Évidemment, il ne faut pas voir ici une entreprise philanthropique visant à aider les pauvres étudiant.e.s. Leur but est « d’encourager et de promouvoir la recherche dans le domaine militaire » (art. 1 du règlement). Et, s’il est écrit que les travaux n’ont pas de « restriction de domaine et de périodes, c’est tout de même le jury qui décide des travaux touchant à l’histoire de la défense admis à concourir ». Accepteraient-ils une thèse sur l’histoire de l’objection de conscience ? Il est permis d’en douter lorsqu’on connaît la composition dudit jury ! Tous sont membres CEHD ou de l’armée !

Voilà donc le ministère de la Défense qui s’arroge le droit de déposer son sceau sur des travaux universitaires (« en cas de publication les lauréats sont tenus de faire mention de leur prix en couverture »).

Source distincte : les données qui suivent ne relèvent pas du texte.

pub mod cli;
pub mod cloner;
pub mod config;
pub mod css_expander;
pub mod downloader;
pub mod error;
pub mod events;
pub mod file_manager;
pub mod html_parser;
pub mod jobs;
pub mod renderer;
pub mod rewriter;
pub mod server;
pub mod url_resolver;

// Re-export main types for convenience
pub use cloner::WebsiteCloner;
pub use config::ClonerConfig;
pub use downloader::{AssetFetcher, AssetSource, HttpAssetSource};
pub use error::{CloneError, FetchError, RenderError};
pub use events::{CloneResult, Event, EventKind, EventSink};
pub use file_manager::{AssetMap, AssetRecord, AssetStore};
pub use html_parser::HtmlParser;
pub use jobs::{Job, JobManager, JobStatus, Subscription};
pub use renderer::{HttpSnapshotProvider, Snapshot, SnapshotProvider};
pub use rewriter::rewrite_html;
pub use url_resolver::AssetCategory;
//! URL normalization, resolution and classification.

use chrono::{DateTime, Utc};
use serde::{Deserialize, Serialize};
use url::Url;
use xxhash_rust::xxh3::xxh3_64;

use crate::error::CloneError;

/// Extensions kept on local filenames. Anything else is stored without one.
const KEPT_EXTENSIONS: &[&str] = &[
    "html", "htm", "css", "js", "json", "png", "jpg", "jpeg", "gif", "svg", "webp", "ico", "woff",
    "woff2", "ttf", "eot", "otf", "mp4", "webm", "mp3", "wav",
];

#[derive(Debug, Clone, Copy, PartialEq, Eq, Hash, PartialOrd, Ord, Serialize, Deserialize)]
#[serde(rename_all = "lowercase")]
pub enum AssetCategory {
    Css,
    Js,
    Image,
    Font,
    Video,
    Audio,
    Other,
}

impl AssetCategory {
    /// Subdirectory of `assets/` holding this category.
    pub fn dir_name(&self) -> &'static str {
        match self {
            AssetCategory::Css => "css",
            AssetCategory::Js => "js",
            AssetCategory::Image => "images",
            AssetCategory::Font => "fonts",
            AssetCategory::Video => "video",
            AssetCategory::Audio => "audio",
            AssetCategory::Other => "other",
        }
    }

    fn from_extension(ext: &str) -> Self {
        match ext.to_ascii_lowercase().as_str() {
            "css" => AssetCategory::Css,
            "js" => AssetCategory::Js,
            "png" | "jpg" | "jpeg" | "gif" | "svg" | "webp" | "ico" => AssetCategory::Image,
            "woff" | "woff2" | "ttf" | "eot" | "otf" => AssetCategory::Font,
            "mp4" | "webm" => AssetCategory::Video,
            "mp3" | "wav" => AssetCategory::Audio,
            _ => AssetCategory::Other,
        }
    }
}

/// Validate user input and turn it into an absolute http(s) URL.
pub fn normalize(input: &str) -> Result<Url, CloneError> {
    let trimmed = input.trim();
    if trimmed.is_empty() {
        return Err(CloneError::InvalidUrl("URL is empty".to_string()));
    }

    let lower = trimmed.to_ascii_lowercase();
    let candidate = if lower.starts_with("http://") || lower.starts_with("https://") {
        trimmed.to_string()
    } else if has_foreign_scheme(trimmed) {
        return Err(CloneError::InvalidUrl(
            "Only HTTP/HTTPS URLs are supported".to_string(),
        ));
    } else {
        format!("https://{}", trimmed)
    };

    let url = Url::parse(&candidate)
        .map_err(|e| CloneError::InvalidUrl(format!("Invalid URL format: {}", e)))?;

    if !matches!(url.scheme(), "http" | "https") {
        return Err(CloneError::InvalidUrl(
            "Only HTTP/HTTPS URLs are supported".to_string(),
        ));
    }
    if url.host_str().map_or(true, str::is_empty) {
        return Err(CloneError::InvalidUrl("URL has no host".to_string()));
    }

    Ok(url)
}

// `scheme://` with something other than http(s), e.g. ftp://host
fn has_foreign_scheme(input: &str) -> bool {
    match input.split_once("://") {
        Some((scheme, _)) => {
            !scheme.is_empty()
                && scheme.starts_with(|c: char| c.is_ascii_alphabetic())
                && scheme
                    .chars()
                    .all(|c| c.is_ascii_alphanumeric() || matches!(c, '+' | '-' | '.'))
        }
        None => false,
    }
}

/// Resolve a reference found in a document against the document's URL.
///
/// Returns `None` for `data:` URIs, malformed references and anything that
/// does not end up as http(s).
pub fn resolve(reference: &str, base_url: &Url) -> Option<String> {
    let reference = reference.trim();
    if reference.is_empty() || is_data_uri(reference) {
        return None;
    }

    let resolved = if reference.starts_with("//") {
        // Protocol-relative URL
        Url::parse(&format!("{}:{}", base_url.scheme(), reference)).ok()?
    } else {
        base_url.join(reference).ok()?
    };

    match resolved.scheme() {
        "http" | "https" => Some(resolved.to_string()),
        _ => None,
    }
}

pub fn is_data_uri(reference: &str) -> bool {
    reference
        .get(..5)
        .map_or(false, |prefix| prefix.eq_ignore_ascii_case("data:"))
}

/// Asset category from the URL path extension, ignoring query and fragment.
pub fn classify(url: &str) -> AssetCategory {
    path_extension(url)
        .map(|ext| AssetCategory::from_extension(&ext))
        .unwrap_or(AssetCategory::Other)
}

/// Deterministic local filename for an asset URL: a hash of the full URL
/// string plus the original extension when it is a known web extension.
pub fn local_filename(url: &str) -> String {
    let hash = format!("{:016x}", xxh3_64(url.as_bytes()));
    match path_extension(url) {
        Some(ext) if KEPT_EXTENSIONS.contains(&ext.to_ascii_lowercase().as_str()) => {
            format!("{}.{}", hash, ext)
        }
        _ => hash,
    }
}

fn path_extension(url: &str) -> Option<String> {
    let path = match Url::parse(url) {
        Ok(parsed) => parsed.path().to_string(),
        Err(_) => url
            .split(|c| c == '?' || c == '#')
            .next()
            .unwrap_or_default()
            .to_string(),
    };

    let file_name = path.rsplit('/').next()?;
    let (stem, ext) = file_name.rsplit_once('.')?;
    if stem.is_empty() || ext.is_empty() {
        return None;
    }
    Some(ext.to_string())
}

/// Hostname reduced to `[A-Za-z0-9-]`, every other character becoming `_`.
pub fn safe_host(url: &Url) -> String {
    match url.host_str() {
        Some(host) if !host.is_empty() => host
            .chars()
            .map(|c| if c.is_ascii_alphanumeric() || c == '-' { c } else { '_' })
            .collect(),
        _ => "unknown".to_string(),
    }
}

/// Name of the per-clone output folder: `<safe_host>_<YYYY-MM-DDTHH-MM-SS>`.
pub fn output_folder_name(url: &Url, now: DateTime<Utc>) -> String {
    format!("{}_{}", safe_host(url), now.format("%Y-%m-%dT%H-%M-%S"))
}
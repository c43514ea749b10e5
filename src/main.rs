use anyhow::{bail, Context, Result};
use clap::Parser;
use colored::*;
use indicatif::{ProgressBar, ProgressStyle};
use std::time::Duration;
use tracing::Level;
use tracing_subscriber::FmtSubscriber;

use website_cloner::cli::{ClonerCommand, Command};
use website_cloner::cloner::WebsiteCloner;
use website_cloner::config::ClonerConfig;
use website_cloner::events::{truncate_url, Event, EventKind, EventSink};
use website_cloner::server;

/// Shows pipeline progress on a spinner, printing warnings above it.
struct SpinnerSink {
    progress_bar: ProgressBar,
}

impl EventSink for SpinnerSink {
    fn emit(&self, event: Event) {
        match event.kind {
            EventKind::Pipeline => self.progress_bar.set_message(event.message),
            EventKind::Network | EventKind::Console => {
                self.progress_bar.set_message(truncate_url(&event.message, 80))
            }
            EventKind::Warning => self
                .progress_bar
                .println(format!("⚠️  {}", event.message.yellow())),
            EventKind::Error => self
                .progress_bar
                .println(format!("❌ {}", event.message.red())),
            EventKind::Complete => {}
        }
    }
}

async fn clone_once(config: &ClonerConfig, url: &str) -> Result<()> {
    println!("🚀 Cloning: {}", url.blue());
    println!("📁 Output directory: {:?}", config.output_dir);
    println!("⚡ Max concurrent downloads: {}", config.max_concurrent);

    let cloner = WebsiteCloner::with_http(config).context("Failed to build HTTP client")?;

    let progress_bar = ProgressBar::new_spinner();
    progress_bar.set_style(ProgressStyle::default_spinner().template("{spinner} {msg}")?);
    progress_bar.enable_steady_tick(Duration::from_millis(100));
    let sink = SpinnerSink {
        progress_bar: progress_bar.clone(),
    };

    let result = cloner.clone_url(url, &sink).await;

    if result.success {
        progress_bar.finish_with_message("✅ Clone complete!");
        if let Some(output_path) = &result.output_path {
            println!("📂 Saved to: {}", output_path.green());
        }
        if let Some(open_url) = &result.open_url {
            println!("🔗 Open URL: {}", open_url);
        }
        Ok(())
    } else {
        progress_bar.abandon_with_message("❌ Clone failed");
        bail!(
            "{}",
            result.error.unwrap_or_else(|| "unknown error".to_string())
        )
    }
}

#[tokio::main]
async fn main() -> Result<()> {
    let args = ClonerCommand::parse();

    let log_level = match args.verbose {
        0 => Level::INFO,
        1 => Level::DEBUG,
        _ => Level::TRACE,
    };

    let subscriber = FmtSubscriber::builder()
        .with_max_level(log_level)
        .with_target(false)
        .finish();
    tracing::subscriber::set_global_default(subscriber)?;

    let mut config = match &args.config {
        Some(path) => ClonerConfig::from_toml_file(path)?,
        None => ClonerConfig::default(),
    };
    args.apply_to(&mut config);
    config.validate()?;

    match &args.command {
        Command::Serve { .. } => server::run(config).await,
        Command::Clone { url } => clone_once(&config, url).await,
    }
}
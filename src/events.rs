//! Progress events emitted while a clone job runs.
//!
//! Events are serialized as flat JSON objects with a `type` tag, the shape
//! streamed to observers and stored in a job's event log.

use chrono::{DateTime, Utc};
use serde::{Deserialize, Serialize};
use tracing::{debug, error, info, warn};

/// Outcome of one clone, attached to the `complete` event and the job record.
#[derive(Debug, Clone, PartialEq, Eq, Serialize, Deserialize)]
#[serde(rename_all = "camelCase")]
pub struct CloneResult {
    pub success: bool,
    pub output_path: Option<String>,
    pub open_url: Option<String>,
    #[serde(default, skip_serializing_if = "Option::is_none")]
    pub folder_name: Option<String>,
    #[serde(default, skip_serializing_if = "Option::is_none")]
    pub error: Option<String>,
}

impl CloneResult {
    pub fn succeeded(output_path: String, open_url: String, folder_name: String) -> Self {
        Self {
            success: true,
            output_path: Some(output_path),
            open_url: Some(open_url),
            folder_name: Some(folder_name),
            error: None,
        }
    }

    pub fn failed(error: impl Into<String>) -> Self {
        Self {
            success: false,
            output_path: None,
            open_url: None,
            folder_name: None,
            error: Some(error.into()),
        }
    }
}

#[derive(Debug, Clone, Copy, PartialEq, Eq, Serialize, Deserialize)]
#[serde(rename_all = "lowercase")]
pub enum EventKind {
    Pipeline,
    Network,
    Console,
    Warning,
    Error,
    Complete,
}

impl EventKind {
    pub fn as_str(&self) -> &'static str {
        match self {
            EventKind::Pipeline => "pipeline",
            EventKind::Network => "network",
            EventKind::Console => "console",
            EventKind::Warning => "warning",
            EventKind::Error => "error",
            EventKind::Complete => "complete",
        }
    }

    /// `complete` and `error` end a job's event stream.
    pub fn is_terminal(&self) -> bool {
        matches!(self, EventKind::Complete | EventKind::Error)
    }
}

#[derive(Debug, Clone, PartialEq, Serialize, Deserialize)]
pub struct Event {
    #[serde(rename = "type")]
    pub kind: EventKind,
    pub message: String,
    pub timestamp: DateTime<Utc>,
    #[serde(default, skip_serializing_if = "Option::is_none")]
    pub result: Option<CloneResult>,
}

impl Event {
    pub fn new(kind: EventKind, message: impl Into<String>) -> Self {
        Self {
            kind,
            message: message.into(),
            timestamp: Utc::now(),
            result: None,
        }
    }

    pub fn pipeline(message: impl Into<String>) -> Self {
        Self::new(EventKind::Pipeline, message)
    }

    pub fn network(message: impl Into<String>) -> Self {
        Self::new(EventKind::Network, message)
    }

    pub fn warning(message: impl Into<String>) -> Self {
        Self::new(EventKind::Warning, message)
    }

    pub fn error(message: impl Into<String>) -> Self {
        Self::new(EventKind::Error, message)
    }

    /// Terminal error that still carries the job's final result.
    pub fn error_with_result(message: impl Into<String>, result: CloneResult) -> Self {
        Self {
            kind: EventKind::Error,
            message: message.into(),
            timestamp: Utc::now(),
            result: Some(result),
        }
    }

    pub fn complete(result: CloneResult) -> Self {
        let message = if result.success {
            "Clone completed successfully!".to_string()
        } else {
            format!(
                "Clone failed: {}",
                result.error.as_deref().unwrap_or("unknown error")
            )
        };
        Self {
            kind: EventKind::Complete,
            message,
            timestamp: Utc::now(),
            result: Some(result),
        }
    }

    /// Mirror the event into the tracing log.
    pub fn log(&self) {
        match self.kind {
            EventKind::Pipeline | EventKind::Complete => info!("[{}] {}", self.kind.as_str(), self.message),
            EventKind::Network | EventKind::Console => debug!("[{}] {}", self.kind.as_str(), self.message),
            EventKind::Warning => warn!("{}", self.message),
            EventKind::Error => error!("{}", self.message),
        }
    }
}

/// Receiver of pipeline progress.
pub trait EventSink: Send + Sync {
    fn emit(&self, event: Event);
}

impl<F> EventSink for F
where
    F: Fn(Event) + Send + Sync,
{
    fn emit(&self, event: Event) {
        self(event)
    }
}

/// Sink that only writes events to the log.
#[derive(Debug, Default, Clone, Copy)]
pub struct LogSink;

impl EventSink for LogSink {
    fn emit(&self, event: Event) {
        event.log();
    }
}

/// Shorten long URLs for log lines.
pub fn truncate_url(url: &str, max_chars: usize) -> String {
    if url.chars().count() <= max_chars {
        url.to_string()
    } else {
        let head: String = url.chars().take(max_chars).collect();
        format!("{}...", head)
    }
}

#[cfg(test)]
mod tests {
    use super::*;

    #[test]
    fn test_event_serializes_with_type_tag() {
        let event = Event::pipeline("Downloading assets...");
        let json = serde_json::to_value(&event).unwrap();
        assert_eq!(json["type"], "pipeline");
        assert_eq!(json["message"], "Downloading assets...");
        assert!(json.get("result").is_none());
    }

    #[test]
    fn test_complete_event_carries_result() {
        let event = Event::complete(CloneResult::failed("boom"));
        assert!(event.kind.is_terminal());
        assert_eq!(event.message, "Clone failed: boom");

        let json = serde_json::to_value(&event).unwrap();
        assert_eq!(json["type"], "complete");
        assert_eq!(json["result"]["success"], false);
        assert_eq!(json["result"]["error"], "boom");
        assert!(json["result"]["openUrl"].is_null());
    }

    #[test]
    fn test_terminal_error_carries_result() {
        let event = Event::error_with_result(
            "Clone failed unexpectedly: task panicked",
            CloneResult::failed("Clone failed unexpectedly: task panicked"),
        );
        assert!(event.kind.is_terminal());

        let json = serde_json::to_value(&event).unwrap();
        assert_eq!(json["type"], "error");
        assert_eq!(json["result"]["success"], false);
        assert_eq!(json["result"]["error"], "Clone failed unexpectedly: task panicked");
    }

    #[test]
    fn test_event_roundtrips_through_json() {
        let event = Event::complete(CloneResult::succeeded(
            "/out/x_2026".to_string(),
            "/clone/x_2026/index.html".to_string(),
            "x_2026".to_string(),
        ));
        let text = serde_json::to_string(&event).unwrap();
        let back: Event = serde_json::from_str(&text).unwrap();
        assert_eq!(back, event);
    }

    #[test]
    fn test_closure_sink() {
        let seen = std::sync::Mutex::new(Vec::new());
        let sink = |event: Event| seen.lock().unwrap().push(event.message);
        sink.emit(Event::warning("careful"));
        assert_eq!(seen.lock().unwrap().as_slice(), ["careful".to_string()]);
    }

    #[test]
    fn test_truncate_url() {
        assert_eq!(truncate_url("https://x.test/a", 80), "https://x.test/a");
        assert_eq!(truncate_url("abcdef", 3), "abc...");
    }
}
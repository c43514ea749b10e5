use chrono::Utc;
use std::path::PathBuf;
use std::sync::Arc;
use std::time::Duration;
use url::Url;

use crate::config::ClonerConfig;
use crate::css_expander::CssExpander;
use crate::downloader::{AssetFetcher, AssetSource, HttpAssetSource};
use crate::error::{CloneError, FetchError, RenderError};
use crate::events::{CloneResult, Event, EventSink};
use crate::file_manager::{claim_folder, AssetStore};
use crate::html_parser::HtmlParser;
use crate::renderer::{HttpSnapshotProvider, SnapshotProvider};
use crate::rewriter::rewrite_html;
use crate::url_resolver::{normalize, output_folder_name};

/// Runs the clone pipeline for one URL at a time; shared between jobs.
pub struct WebsiteCloner {
    output_dir: PathBuf,
    render_timeout: Duration,
    asset_timeout: Duration,
    max_concurrent: usize,
    renderer: Arc<dyn SnapshotProvider>,
    source: Arc<dyn AssetSource>,
}

impl WebsiteCloner {
    pub fn new(
        config: &ClonerConfig,
        renderer: Arc<dyn SnapshotProvider>,
        source: Arc<dyn AssetSource>,
    ) -> Self {
        Self {
            output_dir: config.output_dir.clone(),
            render_timeout: config.render_timeout(),
            asset_timeout: config.asset_timeout(),
            max_concurrent: config.max_concurrent,
            renderer,
            source,
        }
    }

    /// Cloner wired to the bundled HTTP snapshot provider and asset source.
    pub fn with_http(config: &ClonerConfig) -> Result<Self, FetchError> {
        let renderer = Arc::new(HttpSnapshotProvider::new(config)?);
        let source = Arc::new(HttpAssetSource::new(config)?);
        Ok(Self::new(config, renderer, source))
    }

    /// Clone `input`, reporting progress to `sink`. Never panics on bad
    /// input or fatal errors; those come back as a failed result.
    pub async fn clone_url(&self, input: &str, sink: &dyn EventSink) -> CloneResult {
        let url = match normalize(input) {
            Ok(url) => url,
            Err(e) => {
                emit(sink, Event::error(e.to_string()));
                return CloneResult::failed(e.to_string());
            }
        };

        match self.run(&url, sink).await {
            Ok(result) => result,
            Err(e) => {
                emit(sink, Event::error(format!("Clone failed: {}", e)));
                CloneResult::failed(e.to_string())
            }
        }
    }

    async fn run(&self, url: &Url, sink: &dyn EventSink) -> Result<CloneResult, CloneError> {
        emit(sink, Event::pipeline(format!("Starting clone of: {}", url)));

        let (folder_name, output_path) =
            claim_folder(&self.output_dir, &output_folder_name(url, Utc::now())).await?;
        let store = AssetStore::new(&output_path).await?;
        // Download limit is per job
        let fetcher = AssetFetcher::new(
            Arc::clone(&self.source),
            self.asset_timeout,
            self.max_concurrent,
        );

        emit(sink, Event::pipeline("Rendering page..."));
        let snapshot = tokio::time::timeout(self.render_timeout, self.renderer.snapshot(url))
            .await
            .map_err(|_| RenderError::Timeout(self.render_timeout))??;
        for line in &snapshot.network_log {
            emit(sink, Event::network(line.clone()));
        }

        // Redirects move the base that relative references resolve against
        let final_url = Url::parse(&snapshot.final_url).unwrap_or_else(|_| url.clone());

        emit(sink, Event::pipeline("Parsing HTML and collecting assets..."));
        let assets = HtmlParser::new(final_url.clone()).extract_assets(&snapshot.final_html);
        emit(sink, Event::pipeline(format!("Found {} assets to download", assets.len())));

        emit(sink, Event::pipeline("Downloading assets..."));
        let downloaded = fetcher.fetch_all(assets, &store, &Logged(sink)).await;
        emit(
            sink,
            Event::pipeline(format!("Downloaded {} assets", downloaded.len())),
        );

        emit(sink, Event::pipeline("Processing CSS files for font references..."));
        CssExpander::new(&fetcher, &store)
            .expand_all(&Logged(sink))
            .await;

        emit(sink, Event::pipeline("Rewriting HTML references..."));
        let rewritten = rewrite_html(&snapshot.final_html, &final_url, &store.asset_map());

        emit(sink, Event::pipeline("Saving output..."));
        let index_path = output_path.join("index.html");
        tokio::fs::write(&index_path, rewritten)
            .await
            .map_err(|e| CloneError::write(&index_path, e))?;

        let open_url = format!("/clone/{}/index.html", folder_name);
        let output_path = output_path.to_string_lossy().into_owned();
        emit(sink, Event::pipeline(format!("Clone complete! Output: {}", output_path)));
        emit(sink, Event::pipeline(format!("Open URL: {}", open_url)));

        Ok(CloneResult::succeeded(output_path, open_url, folder_name))
    }
}

fn emit(sink: &dyn EventSink, event: Event) {
    event.log();
    sink.emit(event);
}

/// Wraps a sink so events raised inside pipeline stages are logged too.
struct Logged<'a>(&'a dyn EventSink);

impl EventSink for Logged<'_> {
    fn emit(&self, event: Event) {
        emit(self.0, event);
    }
}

Tout cela est grave pour la recherche car elle se trouve à la botte de mécènes qui cherchent, par le biais d’allocations et de prix, à contrôler et à s’approprier toutes études faites sur le sujet. Quel intérêt scientifique aurait une thèse effectuée sur l’histoire de l’automobile si elle était récompensée par le centre d’études historiques de Peugeot ou de Renault ?

Ce genre de financement, même s’il n’intervient qu’a posteriori, ne peut que nuire à l’indépendance de l’étudiant.e durant ses travaux. De plus, il paraît évident que sous prétexte d’aides, c’est l’idéologie militariste que tend à développer le ministère de la Défense en s’appuyant sur les sciences humaines. Si les sciences inventent les armes, l’étude de l’histoire légitimise leur utilisation !

Ce type de collaboration interministérielle est inacceptable et montre à quel point les méthodes de l’État et de l’armée sont sournoises, insidieuses et abjectes. Mais cela n’a rien d’étonnant. Le plus grave, c’est que l’université aujourd’hui, dans son ensemble, loin de s’indigner de ce genre de pratiques, les intègre parfaitement. Cela prouve une nouvelle fois que l’éducation nationale est loin d’être la panacée car elle participe à la propagande de l’État et de son armée. Nous nous devons donc de rester vigilant face aux attaques que subit notre école.